Er soll die Expansion des lokalen Geschäfts vorantreiben, wie finews.ch unlängst berichtete. Derzeit evaluiert er den Standort eines neuen Büros entweder in Zürich oder in Genf.

Reicher Franzose

Grossen Wert legt Edouard Carmignac vor allem auch auf die Unabhängigkeit seines Unternehmens. Rund 70 Prozent der Firma gehören der Familie Carmignac; die übrigen 30 Prozent halten die Angestellten.

Wie ernst es der Firmengründer mit seiner viel gepriesenen Unabhängigkeit nimmt, äussert sich nicht zuletzt darin, dass er einen Börsengang von Carmignac Gestion oder einen Verkauf des Unternehmens an eine Grossbank weit von sich weist. Selbst wenn das Carmignac, dem man ein privates Vermögen von mindestens 600 Millionen Euro zuschreibt, vollends zu einem der reichsten Franzosen machen würde.


«Der Vergleich mit Gott schmeichelt mir»

Herr Carmignac, Ihr Erfolg ruft allerhand Neider auf den Plan. Man vergleicht Sie mit dem Grossbetrüger Bernard Madoff.

Edouard_Carmignac_2Edouard Carmignac (Bild: Bloomberg): Ich bitte Sie! Das ist eine Beleidigung. Madoffs Fonds waren eine Blackbox mit einer gefälschten Performance, Monat für Monat. Konstante Renditen sind auf die Dauer unmöglich.

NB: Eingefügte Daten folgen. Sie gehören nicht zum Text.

impl SymbolTable {
    /// Create a new empty table
    pub fn new() -> Self {
        Self::default()
    }

    /// Number of entries
    pub fn len(&self) -> usize {
        self.entries.len()
    }

    /// Whether the table is empty
    pub fn is_empty(&self) -> bool {
        self.entries.is_empty()
    }

    /// Iterate entries with their indices
    pub fn iter(&self) -> impl Iterator<Item = (u32, &Symbol)> {
        self.entries
            .iter()
            .enumerate()
            .map(|(index, symbol)| (index as u32, symbol))
    }

    /// Get an entry by index
    pub fn get(&self, index: u32) -> Option<&Symbol> {
        self.entries.get(index as usize)
    }

    /// Append an entry unconditionally and return its index
    pub fn push(&mut self, symbol: Symbol) -> u32 {
        let index = self.entries.len() as u32;
        self.entries.push(symbol);
        index
    }

    /// Replace the entry at `index` in place
    pub fn replace(&mut self, index: u32, symbol: Symbol) -> Result<(), ClassFileError> {
        let slot = self
            .entries
            .get_mut(index as usize)
            .ok_or(ClassFileError::BadSymbolIndex(index))?;
        *slot = symbol;
        Ok(())
    }

    /// Index of an identical entry, appending one if none exists
    pub fn intern(&mut self, symbol: Symbol) -> u32 {
        match self.entries.iter().position(|existing| *existing == symbol) {
            Some(index) => index as u32,
            None => self.push(symbol),
        }
    }

    /// Intern a Utf8 entry
    pub fn add_utf8(&mut self, text: &str) -> u32 {
        match self
            .entries
            .iter()
            .position(|existing| matches!(existing, Symbol::Utf8(s) if s == text))
        {
            Some(index) => index as u32,
            None => self.push(Symbol::Utf8(text.to_string())),
        }
    }

    /// Intern an Integer entry
    pub fn add_integer(&mut self, value: i32) -> u32 {
        self.intern(Symbol::Integer(value))
    }

    /// Intern a String literal entry
    pub fn add_string(&mut self, text: &str) -> u32 {
        let utf8 = self.add_utf8(text);
        self.intern(Symbol::String { utf8 })
    }

    /// Intern a Class entry for an internal name
    pub fn add_class(&mut self, internal_name: &str) -> u32 {
        let name = self.add_utf8(internal_name);
        self.intern(Symbol::Class { name })
    }

    /// Intern an ArrayClass entry for an element descriptor and dimensions
    pub fn add_array_class(&mut self, element_descriptor: &str, dims: u8) -> u32 {
        let element = self.add_utf8(element_descriptor);
        self.intern(Symbol::ArrayClass { element, dims })
    }

    /// Intern a NameAndType entry
    pub fn add_name_and_type(&mut self, name: &str, descriptor: &str) -> u32 {
        let name = self.add_utf8(name);
        let descriptor = self.add_utf8(descriptor);
        self.intern(Symbol::NameAndType { name, descriptor })
    }

    /// Intern a FieldRef entry
    pub fn add_field_ref(&mut self, class: &str, name: &str, descriptor: &str) -> u32 {
        let class = self.add_class(class);
        let name_and_type = self.add_name_and_type(name, descriptor);
        self.intern(Symbol::FieldRef {
            class,
            name_and_type,
        })
    }

    /// Intern a MethodRef entry
    pub fn add_method_ref(&mut self, class: &str, name: &str, descriptor: &str) -> u32 {
        let class = self.add_class(class);
        let name_and_type = self.add_name_and_type(name, descriptor);
        self.intern(Symbol::MethodRef {
            class,
            name_and_type,
        })
    }

    // ===== Typed lookups =====

    fn mismatch(&self, index: u32, expected: &'static str) -> ClassFileError {
        match self.get(index) {
            Some(found) => ClassFileError::WrongSymbolKind {
                index,
                expected,
                found: found.kind(),
            },
            None => ClassFileError::BadSymbolIndex(index),
        }
    }

    /// Text of a Utf8 entry
    pub fn utf8(&self, index: u32) -> Result<&str, ClassFileError> {
        match self.get(index) {
            Some(Symbol::Utf8(text)) => Ok(text),
            _ => Err(self.mismatch(index, "Utf8")),
        }
    }

    /// Internal name of a Class entry
    pub fn class_name(&self, index: u32) -> Result<&str, ClassFileError> {
        match self.get(index) {
            Some(Symbol::Class { name }) => self.utf8(*name),
            _ => Err(self.mismatch(index, "Class")),
        }
    }

    /// What a Class or ArrayClass entry denotes
    pub fn class_symbol(&self, index: u32) -> Result<ClassSymbol<'_>, ClassFileError> {
        match self.get(index) {
            Some(Symbol::Class { name }) => Ok(ClassSymbol::Class(self.utf8(*name)?)),
            Some(Symbol::ArrayClass { element, dims }) => Ok(ClassSymbol::Array {
                element: self.utf8(*element)?,
                dims: *dims,
            }),
            Some(other) => Err(ClassFileError::WrongSymbolKind {
                index,
                expected: "Class",
                found: other.kind(),
            }),
            None => Err(ClassFileError::BadSymbolIndex(index)),
        }
    }

    /// Name and descriptor of a NameAndType entry
    pub fn name_and_type(&self, index: u32) -> Result<(&str, &str), ClassFileError> {
        match self.get(index) {
            Some(Symbol::NameAndType { name, descriptor }) => {
                Ok((self.utf8(*name)?, self.utf8(*descriptor)?))
            }
            _ => Err(self.mismatch(index, "NameAndType")),
        }
    }

    /// Resolve a FieldRef or MethodRef entry
    pub fn member_ref(&self, index: u32) -> Result<MemberRef<'_>, ClassFileError> {
        let (kind, class, name_and_type) = match self.get(index) {
            Some(Symbol::FieldRef {
                class,
                name_and_type,
            }) => (MemberKind::Field, *class, *name_and_type),
            Some(Symbol::MethodRef {
                class,
                name_and_type,
            }) => (MemberKind::Method, *class, *name_and_type),
            Some(other) => {
                return Err(ClassFileError::WrongSymbolKind {
                    index,
                    expected: "FieldRef or MethodRef",
                    found: other.kind(),
                })
            }
            None => return Err(ClassFileError::BadSymbolIndex(index)),
        };
        let (name, descriptor) = self.name_and_type(name_and_type)?;
        Ok(MemberRef {
            kind,
            class_index: class,
            class_name: self.class_name(class)?,
            name,
            descriptor,
        })
    }

    // ===== Encoding =====

    /// Encode the table
    ///
    /// Format: entry count (u32), then per entry a tag byte and its payload.
    pub fn encode(&self, writer: &mut BytecodeWriter) {
        writer.emit_u32(self.entries.len() as u32);
        for symbol in &self.entries {
            match symbol {
                Symbol::Utf8(text) => {
                    writer.emit_u8(TAG_UTF8);
                    writer.emit_string(text);
                }
                Symbol::Integer(value) => {
                    writer.emit_u8(TAG_INTEGER);
                    writer.emit_i32(*value);
                }
                Symbol::String { utf8 } => {
                    writer.emit_u8(TAG_STRING);
                    writer.emit_u32(*utf8);
                }
                Symbol::Class { name } => {
                    writer.emit_u8(TAG_CLASS);
                    writer.emit_u32(*name);
                }
                Symbol::ArrayClass { element, dims } => {
                    writer.emit_u8(TAG_ARRAY_CLASS);
                    writer.emit_u32(*element);
                    writer.emit_u8(*dims);
                }
                Symbol::FieldRef {
                    class,
                    name_and_type,
                } => {
                    writer.emit_u8(TAG_FIELD_REF);
                    writer.emit_u32(*class);
                    writer.emit_u32(*name_and_type);
                }
                Symbol::MethodRef {
                    class,
                    name_and_type,
                } => {
                    writer.emit_u8(TAG_METHOD_REF);
                    writer.emit_u32(*class);
                    writer.emit_u32(*name_and_type);
                }
                Symbol::NameAndType { name, descriptor } => {
                    writer.emit_u8(TAG_NAME_AND_TYPE);
                    writer.emit_u32(*name);
                    writer.emit_u32(*descriptor);
                }
            }
        }
    }

    /// Decode the table
    pub fn decode(reader: &mut BytecodeReader<'_>) -> Result<Self, DecodeError> {
        let count = reader.read_u32()? as usize;
        let mut entries = Vec::with_capacity(count.min(reader.remaining()));
        for _ in 0..count {
            let offset = reader.position();
            let symbol = match reader.read_u8()? {
                TAG_UTF8 => Symbol::Utf8(reader.read_string()?),
                TAG_INTEGER => Symbol::Integer(reader.read_i32()?),
                TAG_STRING => Symbol::String {
                    utf8: reader.read_u32()?,
                },
                TAG_CLASS => Symbol::Class {
                    name: reader.read_u32()?,
                },
                TAG_ARRAY_CLASS => Symbol::ArrayClass {
                    element: reader.read_u32()?,
                    dims: reader.read_u8()?,
                },
                TAG_FIELD_REF => Symbol::FieldRef {
                    class: reader.read_u32()?,
                    name_and_type: reader.read_u32()?,
                },
                TAG_METHOD_REF => Symbol::MethodRef {
                    class: reader.read_u32()?,
                    name_and_type: reader.read_u32()?,
                },
                TAG_NAME_AND_TYPE => Symbol::NameAndType {
                    name: reader.read_u32()?,
                    descriptor: reader.read_u32()?,
                },
                tag => {
                    return Err(DecodeError::UnknownTag {
                        kind: "symbol",
                        tag,
                        offset,
                    })
                }
            };
            entries.push(symbol);
        }
        Ok(Self { entries })
    }
}

#[cfg(test)]
mod tests {
    use super::*;

    #[test]
    fn test_interning_reuses_entries() {
        let mut table = SymbolTable::new();
        let a = table.add_class("pkg/Widget");
        let b = table.add_class("pkg/Widget");
        assert_eq!(a, b);
        assert_eq!(table.len(), 2); // Utf8 + Class

        let field = table.add_field_ref("pkg/Widget", "count", "I");
        let member = table.member_ref(field).unwrap();
        assert_eq!(member.kind, MemberKind::Field);
        assert_eq!(member.class_name, "pkg/Widget");
        assert_eq!(member.name, "count");
        assert_eq!(member.descriptor, "I");
        assert_eq!(member.class_index, a);
    }

    #[test]
    fn test_push_never_renumbers() {
        let mut table = SymbolTable::new();
        let first = table.add_utf8("first");
        let class = table.add_class("Ref");
        let snapshot: Vec<Symbol> = table.iter().map(|(_, s)| s.clone()).collect();

        table.add_class("Sub");
        table.add_array_class("LSub;", 3);

        for (index, symbol) in snapshot.iter().enumerate() {
            assert_eq!(table.get(index as u32), Some(symbol));
        }
        assert_eq!(table.utf8(first).unwrap(), "first");
        assert_eq!(table.class_name(class).unwrap(), "Ref");
    }

    #[test]
    fn test_typed_lookup_errors() {
        let mut table = SymbolTable::new();
        let utf8 = table.add_utf8("x");
        assert!(matches!(
            table.class_name(utf8),
            Err(ClassFileError::WrongSymbolKind { expected: "Class", .. })
        ));
        assert!(matches!(
            table.utf8(99),
            Err(ClassFileError::BadSymbolIndex(99))
        ));
    }

    #[test]
    fn test_array_class_symbol() {
        let mut table = SymbolTable::new();
        let idx = table.add_array_class("LRef;", 2);
        assert_eq!(
            table.class_symbol(idx).unwrap(),
            ClassSymbol::Array {
                element: "LRef;",
                dims: 2
            }
        );
    }

    #[test]
    fn test_decode_unknown_tag() {
        let bytes = [1u8, 0, 0, 0, 0xEE];
        let mut reader = BytecodeReader::new(&bytes);
        assert!(matches!(
            SymbolTable::decode(&mut reader),
            Err(DecodeError::UnknownTag { tag: 0xEE, .. })
        ));
    }
}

Einige Kunden sind zu mir gekommen und haben gesagt: Herr Carmignac, Sie sind gut. Doch Madoff ist besser.

Was haben Sie geantwortet?

Ich habe mir seine Fonds angeschaut und enorme Transparenzmängel festgestellt. Es wurde nie klar, wie seine Renditen zustande kommen. Darum habe ich allen Kunden abgeraten, in Madoff-Vehikel zu investieren.

Trotzdem: Was unterscheidet Ihre Fonds von Madoffs Schneeballsystem?

Wir sind absolut transparent. Seit 22 Jahren legt Carmignac Gestion alle drei Monate Rechenschaft über sämtliche Transaktionen ab. Unsere Renditen fluktuieren entsprechend.

Aber selbst in den ärgsten Krisenzeiten schnitten Sie durchwegs besser ab als Ihre Konkurrenten. Was machen Sie anders?

Wir sind unabhängig, und alle unsere Fondsmanager sind am Unternehmen beteiligt. So trägt jeder Verantwortung. Zudem braucht es bei uns keine langwierigen Komitee-Sitzungen, um einen Anlageentscheid zu fällen.

Sondern?

Meine Mitarbeiter geniessen eine relativ grosse Freiheit bei ihren Investments. Ich verlange von meinen Mitarbeitern dabei eine gute Portion Mut. Das ist sicherlich nicht immer einfach, wenn die Märkte gegenläufig sind.

Man hört jedoch, dass kein Entscheid ohne Ihre Zustimmung möglich ist. Carmignac Gestion steht und fällt also mit Ihnen.

Der Vergleich mit Gott schmeichelt mir ungemein. Aber ich bin es nicht. Mein Team entscheidet eigenständig. Ich selber bin verantwortlich für gewisse Aktieninvestments sowie für die Gesamtallokation respektive die Gewichtung einzelner Sektoren und Themen.

Wer sagt es Ihnen, falls Sie falsch liegen?

Meine Mitarbeiter. Erst letzte Woche hatten wir eine solche Debatte. Es ging um europäische Finanztitel. Ich bin eher skeptisch und glaube, dass viele Banken die Probleme verdrängen. Meine Partner waren hingegen der Meinung, dass die grossen Finanzhäuser enorm anpassungsfähig und damit selbst schwierigsten Marktbedingungen gewachsen sind. Ausserdem argumentierten meine Kollegen, dass der Bankensektor in vielen Ländern einen Sonderstatus geniesse, weil er einen wichtigen Beitrag ans Bruttoinlandprodukt liefere. Am Ende setzten sich meine Partner durch.

Wie lange wollen Sie diesen Job noch machen?

Ich habe mir keine Alterslimite gesetzt. Ich fühle mich unverändert fit, und die Arbeit macht Spass.

Derzeit könnten Sie Ihre Firma überaus lukrativ an die Börse bringen.

Auf gar keinen Fall! Wir würden unsere Unabhängigkeit mit einem Schlag verlieren, und die Mitarbeiter würden bloss noch auf den Aktienkurs schielen.

Ist Investieren Wissenschaft oder Kunst?

Ach, keines von beiden. Es ist zu 85 Prozent harte Arbeit. Der Rest mag Intuition sein.

Ihre Firma ist mittlerweile so gross, dass sie weniger flink investieren können. Bröckelt damit Ihr Erfolgsgeheimnis?

Nein. Die jetzige Grösse verleiht uns mehr Glaubwürdigkeit und Respekt in der Finanzwelt. Wir tauchen nun auch auf dem Radar grosser Investoren aus Übersee auf. Natürlich gibt es auch eine Kehrseite der Medaille. Mit unserer Marktkraft können wir weniger in mittelgrosse Firmenwerte investieren. Zudem können wir bestimmte Positionen nicht länger an einem einzigen Tag auf- oder abbauen. Als Folge werden wir künftig die letzten fünf Prozent Performance nicht mehr mitmachen können.